The very nature of this capitalist production, by replacing individual production with co-operative production, acts to increase the surplus value, and so a greater portion of the workers' output is appropriated by capital.

“Since living labour—through the exchange between capital and labourer—is incorporated in capital, and appears as an activity belonging to capital from the moment that the labour-process begins, all the productive powers of social labour appear as the productive powers of capital, just as the general social form of labour appears in money as the property of a thing. Thus the productive power of social labour and its special forms now appear as productive powers and forms of capital, of materialised labour, of the material conditions of labour—which, having assumed this independent form, are personified by the capitalist in relation to living labour.

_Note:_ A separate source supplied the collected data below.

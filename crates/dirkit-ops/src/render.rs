//! Text rendering of a [`DirTree`].

use std::fmt::Write;

use crossterm::style::Stylize;

use dirkit_core::{DirTree, EntryKind, TreeEntry};

const BRANCH: &str = "├── ";
const LAST_BRANCH: &str = "└── ";
const PIPE: &str = "│   ";
const SPACE: &str = "    ";

/// Options for [`render_tree`].
#[derive(Debug, Clone, Copy, Default, PartialEq, Eq)]
pub struct RenderOptions {
    /// Emit ANSI colors.
    pub color: bool,
}

impl RenderOptions {
    pub fn colored() -> Self {
        Self { color: true }
    }
}

/// Draw the tree with box drawing guides, one entry per line.
///
/// ```text
/// proj/
/// ├── node_modules/ (ignored folder)
/// ├── src/
/// │   └── main.ts
/// └── README.md
/// ```
pub fn render_tree(tree: &DirTree, options: RenderOptions) -> String {
    let mut out = String::new();
    let mut root = tree.root.name.to_string();
    if !root.ends_with(std::path::MAIN_SEPARATOR) && !root.ends_with('/') {
        root.push('/');
    }
    if options.color {
        let _ = writeln!(out, "{}", root.green().bold());
    } else {
        let _ = writeln!(out, "{root}");
    }
    render_children(&tree.root, "", options, &mut out);
    out
}

fn render_children(entry: &TreeEntry, prefix: &str, options: RenderOptions, out: &mut String) {
    let children = entry.children();
    for (i, child) in children.iter().enumerate() {
        let is_last = i + 1 == children.len();
        let branch = if is_last { LAST_BRANCH } else { BRANCH };
        let _ = writeln!(out, "{prefix}{branch}{}", label(child, options));

        if let EntryKind::Directory { .. } = child.kind {
            let next = format!("{prefix}{}", if is_last { SPACE } else { PIPE });
            render_children(child, &next, options, out);
        }
    }
}

fn label(entry: &TreeEntry, options: RenderOptions) -> String {
    let color = options.color;
    match &entry.kind {
        EntryKind::Directory { .. } => {
            let text = format!("{}/", entry.name);
            if color { text.blue().bold().to_string() } else { text }
        }
        EntryKind::IgnoredDirectory => {
            let text = format!("{}/ (ignored folder)", entry.name);
            if color { text.yellow().to_string() } else { text }
        }
        EntryKind::File => entry.name.to_string(),
        EntryKind::Symlink { target } => {
            let text = format!("{} -> {}", entry.name, target);
            if color { text.cyan().to_string() } else { text }
        }
        EntryKind::PermissionDenied => {
            if color {
                entry.name.as_str().red().to_string()
            } else {
                entry.name.to_string()
            }
        }
    }
}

Here we have once more the perversion of the relationship, which we have already, in dealing with money, called fetishism.” (p 389)

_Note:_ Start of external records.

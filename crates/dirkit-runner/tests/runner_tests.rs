#![cfg(unix)]

use std::time::Duration;

use dirkit_runner::{OutputStream, RunEvent, RunHandle, RunOutcome, spawn};

async fn collect(mut handle: RunHandle) -> Vec<RunEvent> {
    let mut events = Vec::new();
    while let Some(event) = handle.recv().await {
        events.push(event);
    }
    events
}

fn lines(events: &[RunEvent], wanted: OutputStream) -> Vec<String> {
    events
        .iter()
        .filter_map(|e| match e {
            RunEvent::Output { stream, line } if *stream == wanted => Some(line.clone()),
            _ => None,
        })
        .collect()
}

#[tokio::test]
async fn test_forwards_both_streams_and_success() {
    let handle = spawn("sh", ["-c", "echo one; echo two >&2; echo three"]).unwrap();
    let events = collect(handle).await;

    assert!(matches!(events.first(), Some(RunEvent::Started { .. })));
    assert_eq!(events.last(), Some(&RunEvent::Finished(RunOutcome::Success)));
    assert_eq!(lines(&events, OutputStream::Stdout), vec!["one", "three"]);
    assert_eq!(lines(&events, OutputStream::Stderr), vec!["two"]);
}

#[tokio::test]
async fn test_reports_exit_code() {
    let handle = spawn("sh", ["-c", "echo failing; exit 3"]).unwrap();
    assert_eq!(handle.wait().await, RunOutcome::Failed { code: Some(3) });
}

#[tokio::test]
async fn test_crlf_and_unterminated_lines() {
    let handle = spawn("sh", ["-c", "printf 'a\\r\\nb'"]).unwrap();
    let events = collect(handle).await;
    assert_eq!(lines(&events, OutputStream::Stdout), vec!["a", "b"]);
}

#[tokio::test]
async fn test_cancel_stops_long_running_child() {
    let handle = spawn("sleep", ["30"]).unwrap();
    let token = handle.cancellation_token();

    tokio::spawn(async move {
        tokio::time::sleep(Duration::from_millis(100)).await;
        token.cancel();
    });

    let outcome = tokio::time::timeout(Duration::from_secs(10), handle.wait())
        .await
        .expect("cancelled child should finish quickly");
    assert_eq!(outcome, RunOutcome::Cancelled);
}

In other words, it is here the fact that labour is more productive, when it is employed co-operatively, that explains the additional surplus value it produces, but this appears now rather as the productive power of capital, which employs all of these individual labourers under one roof. It is just the same as the way this capital appropriates the gains provided by science, even though, as with capital, those gains are themselves attributable to labour. For example, it is human labour, as scientific labour, that conceived the idea of the steam engine, and it is human labour that produces the steam engine, and its component parts, and the fuel to run it. Yet, when this steam engine enhances the productivity of the labour that uses it, for a variety of functions, it is not the labour that is credited with bringing about this increase in productivity, but capital.

“The productivity of capital consists in the first instance—even if one only considers the formal subsumption of labour under capital—in the compulsion to perform surplus-labour, labour beyond the immediate need; a compulsion which the capitalist mode of production shares with earlier modes of production, but which it exercises and carries into effect in a manner more favourable to production. 

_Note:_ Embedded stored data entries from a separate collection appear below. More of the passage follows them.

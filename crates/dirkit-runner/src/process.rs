//! Spawning a tool as a child process and streaming its output.

use std::ffi::OsStr;
use std::process::Stdio;

use chrono::{DateTime, Local};
use itertools::Itertools;
use serde::{Deserialize, Serialize};
use strum::Display;
use tokio::io::{AsyncBufReadExt, AsyncRead, BufReader};
use tokio::process::Command;
use tokio::sync::mpsc;
use tokio::task::JoinHandle;
use tokio_util::sync::CancellationToken;
use tracing::{debug, warn};

use dirkit_core::ToolError;

/// Which pipe a line came from.
#[derive(Debug, Clone, Copy, PartialEq, Eq, Display, Serialize, Deserialize)]
#[strum(serialize_all = "lowercase")]
#[serde(rename_all = "lowercase")]
pub enum OutputStream {
    Stdout,
    Stderr,
}

/// How a run ended.
#[derive(Debug, Clone, PartialEq, Eq, Serialize, Deserialize)]
#[serde(tag = "status", rename_all = "snake_case")]
pub enum RunOutcome {
    /// Exit status zero.
    Success,
    /// Non-zero exit; `code` is `None` when the child died from a signal.
    Failed { code: Option<i32> },
    /// Stopped through [`RunHandle::cancel`].
    Cancelled,
    /// Waiting on the child failed.
    Error { message: String },
}

impl RunOutcome {
    pub fn is_success(&self) -> bool {
        matches!(self, Self::Success)
    }
}

/// Progress of a child process.
#[derive(Debug, Clone, PartialEq, Eq)]
pub enum RunEvent {
    Started {
        pid: Option<u32>,
        at: DateTime<Local>,
    },
    Output {
        stream: OutputStream,
        line: String,
    },
    /// Always the last event; every output line is sent before it.
    Finished(RunOutcome),
}

/// A running child process.
pub struct RunHandle {
    events: mpsc::UnboundedReceiver<RunEvent>,
    cancel: CancellationToken,
    supervisor: JoinHandle<()>,
}

impl RunHandle {
    /// Next event, or `None` once [`RunEvent::Finished`] has been received.
    pub async fn recv(&mut self) -> Option<RunEvent> {
        self.events.recv().await
    }

    /// Kill the child. A [`RunOutcome::Cancelled`] event follows.
    pub fn cancel(&self) {
        self.cancel.cancel();
    }

    /// Token that cancels this run when triggered.
    pub fn cancellation_token(&self) -> CancellationToken {
        self.cancel.clone()
    }

    /// Discard remaining output and return the outcome.
    pub async fn wait(mut self) -> RunOutcome {
        let mut outcome = None;
        while let Some(event) = self.events.recv().await {
            if let RunEvent::Finished(o) = event {
                outcome = Some(o);
            }
        }
        let _ = self.supervisor.await;
        outcome.unwrap_or(RunOutcome::Error {
            message: "child supervisor stopped without a result".to_string(),
        })
    }
}

/// Render a command line for display.
pub fn command_line<I, S>(program: impl AsRef<OsStr>, args: I) -> String
where
    I: IntoIterator<Item = S>,
    S: AsRef<OsStr>,
{
    std::iter::once(program.as_ref().to_string_lossy().into_owned())
        .chain(args.into_iter().map(|a| a.as_ref().to_string_lossy().into_owned()))
        .join(" ")
}

/// Start `program` with piped stdout and stderr.
///
/// Must be called inside a tokio runtime. Every line of both streams is
/// forwarded as a [`RunEvent::Output`].
pub fn spawn<I, S>(program: impl AsRef<OsStr>, args: I) -> Result<RunHandle, ToolError>
where
    I: IntoIterator<Item = S>,
    S: AsRef<OsStr>,
{
    let program = program.as_ref();
    let mut child = Command::new(program)
        .args(args)
        .stdin(Stdio::null())
        .stdout(Stdio::piped())
        .stderr(Stdio::piped())
        .kill_on_drop(true)
        .spawn()
        .map_err(|source| ToolError::Spawn {
            program: program.to_string_lossy().into_owned(),
            source,
        })?;

    let (tx, events) = mpsc::unbounded_channel();
    let _ = tx.send(RunEvent::Started {
        pid: child.id(),
        at: Local::now(),
    });
    debug!("Started child process {:?}", child.id());

    let readers: Vec<JoinHandle<()>> = [
        child
            .stdout
            .take()
            .map(|out| tokio::spawn(forward_lines(out, OutputStream::Stdout, tx.clone()))),
        child
            .stderr
            .take()
            .map(|err| tokio::spawn(forward_lines(err, OutputStream::Stderr, tx.clone()))),
    ]
    .into_iter()
    .flatten()
    .collect();

    let cancel = CancellationToken::new();
    let token = cancel.clone();

    let supervisor = tokio::spawn(async move {
        let outcome = tokio::select! {
            status = child.wait() => match status {
                Ok(status) if status.success() => RunOutcome::Success,
                Ok(status) => RunOutcome::Failed { code: status.code() },
                Err(e) => RunOutcome::Error { message: e.to_string() },
            },
            _ = token.cancelled() => {
                if let Err(e) = child.kill().await {
                    warn!("Failed to stop child process: {}", e);
                }
                RunOutcome::Cancelled
            }
        };

        for reader in readers {
            if outcome == RunOutcome::Cancelled {
                // Grandchildren may still hold the pipes open
                reader.abort();
            } else {
                let _ = reader.await;
            }
        }

        debug!("Child process finished: {:?}", outcome);
        let _ = tx.send(RunEvent::Finished(outcome));
    });

    Ok(RunHandle {
        events,
        cancel,
        supervisor,
    })
}

async fn forward_lines<R>(reader: R, stream: OutputStream, tx: mpsc::UnboundedSender<RunEvent>)
where
    R: AsyncRead + Unpin,
{
    let mut segments = BufReader::new(reader).split(b'\n');
    loop {
        match segments.next_segment().await {
            Ok(Some(mut bytes)) => {
                if bytes.last() == Some(&b'\r') {
                    bytes.pop();
                }
                let line = String::from_utf8_lossy(&bytes).into_owned();
                if tx.send(RunEvent::Output { stream, line }).is_err() {
                    break;
                }
            }
            Ok(None) => break,
            Err(e) => {
                warn!("Failed to read child {}: {}", stream, e);
                break;
            }
        }
    }
}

Even from the standpoint of this purely formal relation—the general form of capitalist production, which is common both to its less developed stage and to its more developed stage—the means of production, the material conditions of labour—material of labour, instruments of labour (and means of subsistence)—do not appear as subsumed to the labourer, but the labourer appears as subsumed to them.” (p 389-90) 

The labour employed by capital preserves the value of the means of production, and creates additional new value, which is absorbed by the means of production.

“Already in its simple form this relation is an inversion— personification of the thing and materialisation of the person; for what distinguishes this form from all previous forms is that the capitalist does not rule over the labourer through any personal qualities he may have, but only in so far as he is “capital”; his domination is only that of materialised labour over living labour, of the labourer’s product over the labourer himself.” (p 390)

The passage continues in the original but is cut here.